Harvard Educational Review
  1. The Chicano/Hispanic Image in American Film

    by Frank Javier Garcia Berumen

    New York: Vantage Press, 1995. 271 pp. $18.95

    In The Chicano/Hispanic Image in American Film, educator and historian Frank Javier Garcia Berumen analyzes the portrayal of Chicanos, Mexicans, and other people of Hispanic heritage in American movies, particularly those developed and released by Hollywood. As both a teacher of American history and an avid movie buff, Garcia Berumen argues that educators teaching American history require a clear understanding of the ways in which political, racial, linguistic, and other types of bias influence the portrayal of Chicanos and other Hispanics in American film. Garcia Berumen is particularly concerned with the connections between the education of Chicanos and Hispanics and the negative images projected of them in film and related media (TV, videos, etc.). Building on his experiences as a professional educator who is also Hispanic, Garcia Berumen's book is an effort to analyze the significance, and the pervasiveness, of negative images of the Chicano/Hispanic in American film. Ultimately, Garcia Berumen hopes that the reader will comprehend how such powerful and consistent messages evident in American films influence all filmgoers' understandings of the role of Chicanos/Hispanics in American history. In addition, Garcia Berumen's book begins to inquire into the extent of the impact of negative stereotypes and images on Chicanos' and other Hispanics' sense of self within a historical context, and of how this ultimately affects educational attainment. In his words, "education remains the most important issue facing the Hispanic community as statistics reveal a dismal picture across all levels: elementary, secondary, and postsecondary" (p. 224). As yet another generation of Chicanos and Hispanics is subjected to negative, incorrect, and potentially damaging stereotypes, Garcia Berumen offers this book, as comprehensive in its range as in its level of detail, that examines how the economic, political, and social dimensions of American society, in particular racial and ethnic stereotypes, shape the images of the Chicano and Hispanic in visual media like television and films.

    Garcia Berumen begins his review of the history of the Chicano/Hispanic image on screen with the first movie to deal with Hispanic culture — a rather obscure nickelodeon short about a Mexican bullfight released in 1896 during the silent screen era — and then works up through the present. In each chapter, Garcia Berumen demonstrates the power of the dominant political and social contexts of the times, and how each of these contexts influenced movies and television images, particularly the portrayal of the Chicano and the Hispanic peoples and their cultures.

    In his introduction, Garcia Berumen explains that the purpose of his book is to "chronicle the portrayal of the Chicano and Hispanic in American film" (p. xi).
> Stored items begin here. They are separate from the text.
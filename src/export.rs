use chrono::NaiveDate;
use serde::{Deserialize, Serialize};
use std::fs::{self, OpenOptions};
use std::path::{Path, PathBuf};
use tracing::info;
use url::Url;
use webbrowser::Browser;

use crate::config::FormConfig;
use crate::error::ExportError;

/// What a finished session hands to the export sinks
#[derive(Debug, Clone, PartialEq, Eq, Serialize, Deserialize)]
pub struct ExportRecord {
    pub date: NaiveDate,
    pub pulse_before: u32,
    pub pulse_after: u32,
    pub session_label: String,
}

pub trait ExportSink {
    fn name(&self) -> &'static str;
    fn export(&self, record: &ExportRecord) -> Result<(), ExportError>;
}

/// Opens a pre-filled Google Form in the browser. No response is awaited.
#[derive(Debug, Clone)]
pub struct FormExportSink {
    form: FormConfig,
}

impl FormExportSink {
    pub fn new(form: FormConfig) -> Self {
        Self { form }
    }

    pub fn form_url(&self, record: &ExportRecord) -> Result<Url, ExportError> {
        let mut url = Url::parse(&self.form.base_url)?;
        url.query_pairs_mut()
            .append_pair(&self.form.date_entry, &record.date.format("%Y-%m-%d").to_string())
            .append_pair(&self.form.pulse_before_entry, &record.pulse_before.to_string())
            .append_pair(&self.form.pulse_after_entry, &record.pulse_after.to_string())
            .append_pair(&self.form.session_entry, &record.session_label);
        Ok(url)
    }
}

impl ExportSink for FormExportSink {
    fn name(&self) -> &'static str {
        "form"
    }

    fn export(&self, record: &ExportRecord) -> Result<(), ExportError> {
        let url = self.form_url(record)?;
        if !Browser::is_available() {
            return Err(ExportError::NoBrowser);
        }
        webbrowser::open(url.as_str())?;
        info!(url = %url, "opened export form");
        Ok(())
    }
}

/// Appends finished sessions to a local CSV log
#[derive(Debug, Clone)]
pub struct CsvHistorySink {
    path: PathBuf,
}

impl CsvHistorySink {
    pub fn with_path<P: AsRef<Path>>(p: P) -> Self {
        Self {
            path: p.as_ref().to_path_buf(),
        }
    }

    pub fn path(&self) -> &Path {
        &self.path
    }

    pub fn read_all(&self) -> Result<Vec<ExportRecord>, ExportError> {
        let mut reader = csv::Reader::from_path(&self.path)?;
        let records = reader
            .deserialize()
            .collect::<Result<Vec<ExportRecord>, csv::Error>>()?;
        Ok(records)
    }
}

impl ExportSink for CsvHistorySink {
    fn name(&self) -> &'static str {
        "history"
    }

    fn export(&self, record: &ExportRecord) -> Result<(), ExportError> {
        if let Some(parent) = self.path.parent() {
            fs::create_dir_all(parent)?;
        }

        // If the log doesn't exist yet we need to emit a header
        let needs_header = !self.path.exists();
        let file = OpenOptions::new()
            .append(true)
            .create(true)
            .open(&self.path)?;

        let mut writer = csv::WriterBuilder::new()
            .has_headers(needs_header)
            .from_writer(file);
        writer.serialize(record)?;
        writer.flush()?;
        info!(path = %self.path.display(), "appended session to history");
        Ok(())
    }
}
He assesses the portrayal of the Latin American experience in American film, noting that Chicanos and other Hispanics "generally underwent the same and identical fate of stereotyping" (p. xi). He reviews the history of the United States as it expanded into the West, and of the Spanish expansion into Mexico and what is now the western half of the United States. By detailing the Manifest Destiny ideology behind U.S. geographical and economic expansions, Garcia Berumen illuminates the sociopolitical and economic effects of the conquest of the Mexican and Native American peoples. In the context of peoples dispossessed of land, legal rights, and political power, Garcia Berumen traces the development of cinematic practice around the predominant societal mores and governmental policy of the times. In such a context, "racism and prejudice festered and flourished, and people of darker skins were the primary victims: Hispanics, Blacks, American Indians, Asians" (p. xiii). He continues,

    If art reflects life, then the American film reflected the prevailing images of people of color within the context of the times, periodically racist and frequently stereotypical. Thus, the Hispanic was inevitably portrayed as lazy, unintelligent, greasy, criminal, and "foreign." Their contributions culturally, economically, and historically were never properly documented or appreciated. History was revised to suit the public's conceptual whim and fancy with the minimum of historical accuracy. (p. xiii)
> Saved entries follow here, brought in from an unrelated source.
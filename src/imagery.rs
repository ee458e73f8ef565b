use std::fmt;
use std::sync::mpsc::Sender;
use std::thread;
use std::time::Duration;

use reqwest::blocking::Client;
use tracing::{debug, warn};

use crate::error::ImageError;
use crate::exercise::Exercise;
use crate::runtime::AppEvent;

const PROBE_TIMEOUT: Duration = Duration::from_secs(5);

/// A displayable illustration for an exercise
#[derive(Debug, Clone, PartialEq, Eq)]
pub enum ImageRef {
    /// One of the exercise's own image urls
    Static(String),
    /// Fallback when nothing else resolved
    Placeholder(String),
}

impl ImageRef {
    pub fn placeholder_for(exercise: &Exercise) -> Self {
        let text = exercise.name.split_whitespace().collect::<Vec<_>>().join("+");
        ImageRef::Placeholder(format!("https://placehold.co/1200x675/111/f97316?text={text}"))
    }

    pub fn location(&self) -> &str {
        match self {
            ImageRef::Static(url) | ImageRef::Placeholder(url) => url,
        }
    }
}

impl fmt::Display for ImageRef {
    fn fmt(&self, f: &mut fmt::Formatter<'_>) -> fmt::Result {
        let kind = match self {
            ImageRef::Static(_) => "image",
            ImageRef::Placeholder(_) => "placeholder",
        };
        write!(f, "{kind}: {}", self.location())
    }
}

pub trait ImageResolver: Send + Sync {
    fn resolve(&self, exercise: &Exercise) -> Result<ImageRef, ImageError>;
}

/// Checks the exercise's own image urls with `HEAD` requests
#[derive(Debug, Clone)]
pub struct HttpImageResolver {
    client: Client,
}

impl HttpImageResolver {
    pub fn new() -> Result<Self, ImageError> {
        let client = Client::builder().timeout(PROBE_TIMEOUT).build()?;
        Ok(Self { client })
    }
}

impl ImageResolver for HttpImageResolver {
    fn resolve(&self, exercise: &Exercise) -> Result<ImageRef, ImageError> {
        let mut last_err = ImageError::NoSource(exercise.id.clone());
        for url in &exercise.image_urls {
            match self.client.head(url).send() {
                Ok(resp) if resp.status().is_success() => {
                    return Ok(ImageRef::Static(url.clone()));
                }
                Ok(resp) => {
                    last_err = ImageError::Unavailable {
                        url: url.clone(),
                        status: resp.status().as_u16(),
                    };
                }
                Err(e) => last_err = ImageError::Http(e),
            }
        }
        Err(last_err)
    }
}

/// Resolve on a background thread and post the outcome as an [`AppEvent`].
/// Failures turn into the placeholder; they never reach the controller.
pub fn spawn_resolve(
    resolver: std::sync::Arc<dyn ImageResolver>,
    exercise: Exercise,
    tx: Sender<AppEvent>,
) {
    thread::spawn(move || {
        let image = match resolver.resolve(&exercise) {
            Ok(image) => image,
            Err(e) => {
                warn!(exercise = %exercise.id, error = %e, "image resolution failed");
                ImageRef::placeholder_for(&exercise)
            }
        };
        // receiver gone means the app exited
        let _ = tx.send(AppEvent::ImageResolved {
            exercise_id: exercise.id,
            image,
        });
    });
}

/// The image shown for the current exercise, guarded by exercise id
#[derive(Debug, Default, Clone, PartialEq, Eq)]
pub struct ImageSlot {
    exercise_id: Option<String>,
    image: Option<ImageRef>,
}

impl ImageSlot {
    /// Point the slot at a new exercise. Returns true if a fetch should start.
    pub fn request(&mut self, exercise_id: &str) -> bool {
        if self.exercise_id.as_deref() == Some(exercise_id) {
            return false;
        }
        self.exercise_id = Some(exercise_id.to_string());
        self.image = None;
        true
    }

    pub fn clear(&mut self) {
        self.exercise_id = None;
        self.image = None;
    }

    /// Store a result if it answers the current request; stale ones are dropped.
    pub fn accept(&mut self, exercise_id: &str, image: ImageRef) -> bool {
        if self.exercise_id.as_deref() != Some(exercise_id) {
            debug!(exercise = exercise_id, "discarding stale image");
            return false;
        }
        self.image = Some(image);
        true
    }

    pub fn image(&self) -> Option<&ImageRef> {
        self.image.as_ref()
    }

    pub fn is_loading(&self) -> bool {
        self.exercise_id.is_some() && self.image.is_none()
    }
}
    Garcia Berumen argues that throughout each decade of this century, "issues or concerns of Hispanics in this country were not addressed, or the films dealt with them in only a handful of exceptions" (p. xiii–xiv). He shows that the portrayal of Chicanos and Hispanics in film mirrors the image of them fostered by the media (e.g., poor, ignorant, immigrant bandit), as well as their relationship to the dominant society vis-à-vis their political, economic, and social status. Hollywood filmmakers shared these stereotypes and were not adverse to making them known to the public through their films. Garcia Berumen points out that even though Hollywood filmmakers stopped the practice of using Anglos to portray Blacks and Asians on screen long ago, Anglos have continued to portray Chicanos and Hispanics into the contemporary era. Throughout the films of this century, and even in those of the late 1800s, actors, writers, and directors often brought their personal prejudices to their work, which, when combined with general ignorance about Chicanos and Hispanics, created

    a screen world of cultural inaccuracies and stereotypes: sombreros and serape-draped Mexicans taking siestas on sidewalks; Mexicans consuming only the three diet staples of chile, tacos, and liquor; the Hispanic inevitably seeking political and social guidance, acceptance, and "enlightenment" of the Anglo. (p. xiv)

    Garcia Berumen believes that the negative stereotypes portrayed in these predictable and permanent images of waiters, bandits, Latin lovers, prostitutes, gang members, and drug dealers — people generally incapable of thinking for themselves — were and are most destructive in that they provide no positive role models for young Chicanos and Hispanics who aspire to the American dream. A key element of that dream is access to — and success in — education.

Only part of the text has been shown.